WHAT YOU WILL DO:
Once you find the line with "pub fn yes_count(&self)" in the data that follows, repeat it and every line after it exactly, through the line with "assert_eq!(votes.yes_count(), 2);".

EXERCISE DATA:
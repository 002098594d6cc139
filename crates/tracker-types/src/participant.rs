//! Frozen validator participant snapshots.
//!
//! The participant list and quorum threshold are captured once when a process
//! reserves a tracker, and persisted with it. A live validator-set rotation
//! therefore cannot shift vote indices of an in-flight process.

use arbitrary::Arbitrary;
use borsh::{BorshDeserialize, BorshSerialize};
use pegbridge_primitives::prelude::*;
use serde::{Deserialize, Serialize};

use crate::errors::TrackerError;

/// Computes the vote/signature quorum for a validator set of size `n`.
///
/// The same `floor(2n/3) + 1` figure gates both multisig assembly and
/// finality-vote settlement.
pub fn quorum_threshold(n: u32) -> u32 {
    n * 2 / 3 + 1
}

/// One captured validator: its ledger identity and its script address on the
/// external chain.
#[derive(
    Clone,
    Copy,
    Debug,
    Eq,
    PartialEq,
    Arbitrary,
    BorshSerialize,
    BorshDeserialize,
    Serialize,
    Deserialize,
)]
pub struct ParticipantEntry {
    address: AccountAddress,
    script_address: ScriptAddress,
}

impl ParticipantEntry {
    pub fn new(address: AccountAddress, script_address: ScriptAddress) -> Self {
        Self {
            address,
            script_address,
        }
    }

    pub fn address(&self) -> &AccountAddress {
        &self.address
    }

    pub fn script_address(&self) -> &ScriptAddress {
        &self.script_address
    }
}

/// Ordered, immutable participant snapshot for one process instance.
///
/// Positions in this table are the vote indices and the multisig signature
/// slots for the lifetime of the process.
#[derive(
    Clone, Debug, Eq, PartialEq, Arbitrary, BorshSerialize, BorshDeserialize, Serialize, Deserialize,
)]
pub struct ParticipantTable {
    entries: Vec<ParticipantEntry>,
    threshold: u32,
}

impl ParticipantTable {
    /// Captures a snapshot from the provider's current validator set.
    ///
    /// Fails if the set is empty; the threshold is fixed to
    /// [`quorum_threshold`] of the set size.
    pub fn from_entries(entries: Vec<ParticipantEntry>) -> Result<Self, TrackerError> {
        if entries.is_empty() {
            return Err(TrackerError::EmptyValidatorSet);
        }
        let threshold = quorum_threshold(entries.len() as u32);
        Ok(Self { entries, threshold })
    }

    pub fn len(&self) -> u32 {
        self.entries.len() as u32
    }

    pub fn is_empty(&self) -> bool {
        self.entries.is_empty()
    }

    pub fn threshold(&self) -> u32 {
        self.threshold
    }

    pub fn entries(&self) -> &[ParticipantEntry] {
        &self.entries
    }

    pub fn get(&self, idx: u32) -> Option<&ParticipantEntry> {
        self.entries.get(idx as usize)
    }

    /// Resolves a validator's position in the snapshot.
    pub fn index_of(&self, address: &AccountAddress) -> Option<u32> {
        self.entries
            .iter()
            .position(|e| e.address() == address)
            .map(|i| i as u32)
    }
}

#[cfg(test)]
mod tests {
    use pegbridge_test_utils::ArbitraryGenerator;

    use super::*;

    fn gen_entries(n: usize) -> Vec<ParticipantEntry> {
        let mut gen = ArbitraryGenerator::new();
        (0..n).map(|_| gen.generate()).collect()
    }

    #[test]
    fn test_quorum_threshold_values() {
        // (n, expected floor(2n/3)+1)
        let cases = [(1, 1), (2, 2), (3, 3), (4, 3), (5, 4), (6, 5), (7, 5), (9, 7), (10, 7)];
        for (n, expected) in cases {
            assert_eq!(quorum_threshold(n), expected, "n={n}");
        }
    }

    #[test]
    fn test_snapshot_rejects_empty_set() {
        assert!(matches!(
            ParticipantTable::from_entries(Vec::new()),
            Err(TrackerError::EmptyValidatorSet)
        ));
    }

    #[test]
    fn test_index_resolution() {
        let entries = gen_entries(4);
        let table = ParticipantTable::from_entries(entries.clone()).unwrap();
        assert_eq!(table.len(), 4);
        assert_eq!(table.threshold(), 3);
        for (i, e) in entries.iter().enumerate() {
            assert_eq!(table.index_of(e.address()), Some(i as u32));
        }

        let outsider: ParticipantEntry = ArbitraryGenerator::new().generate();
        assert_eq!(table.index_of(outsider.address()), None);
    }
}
==
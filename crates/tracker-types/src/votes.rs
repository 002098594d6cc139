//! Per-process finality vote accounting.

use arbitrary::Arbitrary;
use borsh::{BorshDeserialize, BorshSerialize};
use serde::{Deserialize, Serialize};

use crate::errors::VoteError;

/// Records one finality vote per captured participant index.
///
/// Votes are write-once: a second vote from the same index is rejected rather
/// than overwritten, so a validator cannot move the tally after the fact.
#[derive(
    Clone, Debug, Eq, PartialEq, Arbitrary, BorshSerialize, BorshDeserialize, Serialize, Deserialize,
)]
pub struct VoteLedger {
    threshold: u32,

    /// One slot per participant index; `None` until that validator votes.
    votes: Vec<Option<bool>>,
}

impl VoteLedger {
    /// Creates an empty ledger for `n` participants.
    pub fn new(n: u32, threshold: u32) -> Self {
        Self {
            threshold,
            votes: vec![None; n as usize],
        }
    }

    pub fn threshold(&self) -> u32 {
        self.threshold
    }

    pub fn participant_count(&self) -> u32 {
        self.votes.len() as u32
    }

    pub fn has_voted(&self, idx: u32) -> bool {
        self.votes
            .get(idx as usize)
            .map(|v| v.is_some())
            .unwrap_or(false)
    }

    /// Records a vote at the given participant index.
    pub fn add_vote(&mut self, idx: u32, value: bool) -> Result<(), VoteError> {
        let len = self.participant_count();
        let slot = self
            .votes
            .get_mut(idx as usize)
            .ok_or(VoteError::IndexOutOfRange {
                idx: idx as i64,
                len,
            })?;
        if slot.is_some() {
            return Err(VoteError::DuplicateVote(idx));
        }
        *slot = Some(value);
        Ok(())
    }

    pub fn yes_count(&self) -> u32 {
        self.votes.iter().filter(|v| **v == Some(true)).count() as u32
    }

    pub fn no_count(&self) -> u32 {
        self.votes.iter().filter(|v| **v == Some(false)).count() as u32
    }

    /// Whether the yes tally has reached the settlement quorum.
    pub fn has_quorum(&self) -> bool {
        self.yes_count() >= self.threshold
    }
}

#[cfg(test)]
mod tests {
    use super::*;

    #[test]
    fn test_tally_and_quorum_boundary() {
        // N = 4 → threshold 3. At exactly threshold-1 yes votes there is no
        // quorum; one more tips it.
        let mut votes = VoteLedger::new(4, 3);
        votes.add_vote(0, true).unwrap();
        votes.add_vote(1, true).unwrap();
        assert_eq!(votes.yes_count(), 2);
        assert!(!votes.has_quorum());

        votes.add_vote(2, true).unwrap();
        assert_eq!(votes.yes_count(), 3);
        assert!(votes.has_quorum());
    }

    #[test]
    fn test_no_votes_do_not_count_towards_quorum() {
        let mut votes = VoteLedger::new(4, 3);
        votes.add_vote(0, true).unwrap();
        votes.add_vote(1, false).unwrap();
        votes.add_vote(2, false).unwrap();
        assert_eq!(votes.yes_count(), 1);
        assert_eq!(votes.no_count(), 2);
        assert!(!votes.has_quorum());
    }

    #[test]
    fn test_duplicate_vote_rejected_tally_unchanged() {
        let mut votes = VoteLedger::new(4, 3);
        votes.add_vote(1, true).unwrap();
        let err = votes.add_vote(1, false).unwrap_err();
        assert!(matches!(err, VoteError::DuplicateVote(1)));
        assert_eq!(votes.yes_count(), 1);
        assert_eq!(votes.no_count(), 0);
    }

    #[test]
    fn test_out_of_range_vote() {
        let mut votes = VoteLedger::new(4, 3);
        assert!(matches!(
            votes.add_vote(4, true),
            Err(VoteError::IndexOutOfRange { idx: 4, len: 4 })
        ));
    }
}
--
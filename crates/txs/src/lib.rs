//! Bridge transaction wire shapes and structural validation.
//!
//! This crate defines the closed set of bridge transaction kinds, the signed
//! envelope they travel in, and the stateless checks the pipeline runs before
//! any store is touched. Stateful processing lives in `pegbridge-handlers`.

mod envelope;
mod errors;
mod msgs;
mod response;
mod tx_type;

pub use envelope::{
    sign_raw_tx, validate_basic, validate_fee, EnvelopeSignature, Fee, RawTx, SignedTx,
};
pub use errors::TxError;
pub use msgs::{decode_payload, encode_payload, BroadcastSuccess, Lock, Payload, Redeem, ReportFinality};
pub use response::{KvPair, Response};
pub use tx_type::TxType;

WORKED SOLUTION:
    pub fn yes_count(&self) -> u32 {
        self.votes.iter().filter(|v| **v == Some(true)).count() as u32
    }

    pub fn no_count(&self) -> u32 {
        self.votes.iter().filter(|v| **v == Some(false)).count() as u32
    }

    /// Whether the yes tally has reached the settlement quorum.
    pub fn has_quorum(&self) -> bool {
        self.yes_count() >= self.threshold
    }
}

#[cfg(test)]
mod tests {
    use super::*;

    #[test]
    fn test_tally_and_quorum_boundary() {
        // N = 4 → threshold 3. At exactly threshold-1 yes votes there is no
        // quorum; one more tips it.
        let mut votes = VoteLedger::new(4, 3);
        votes.add_vote(0, true).unwrap();
        votes.add_vote(1, true).unwrap();
        assert_eq!(votes.yes_count(), 2);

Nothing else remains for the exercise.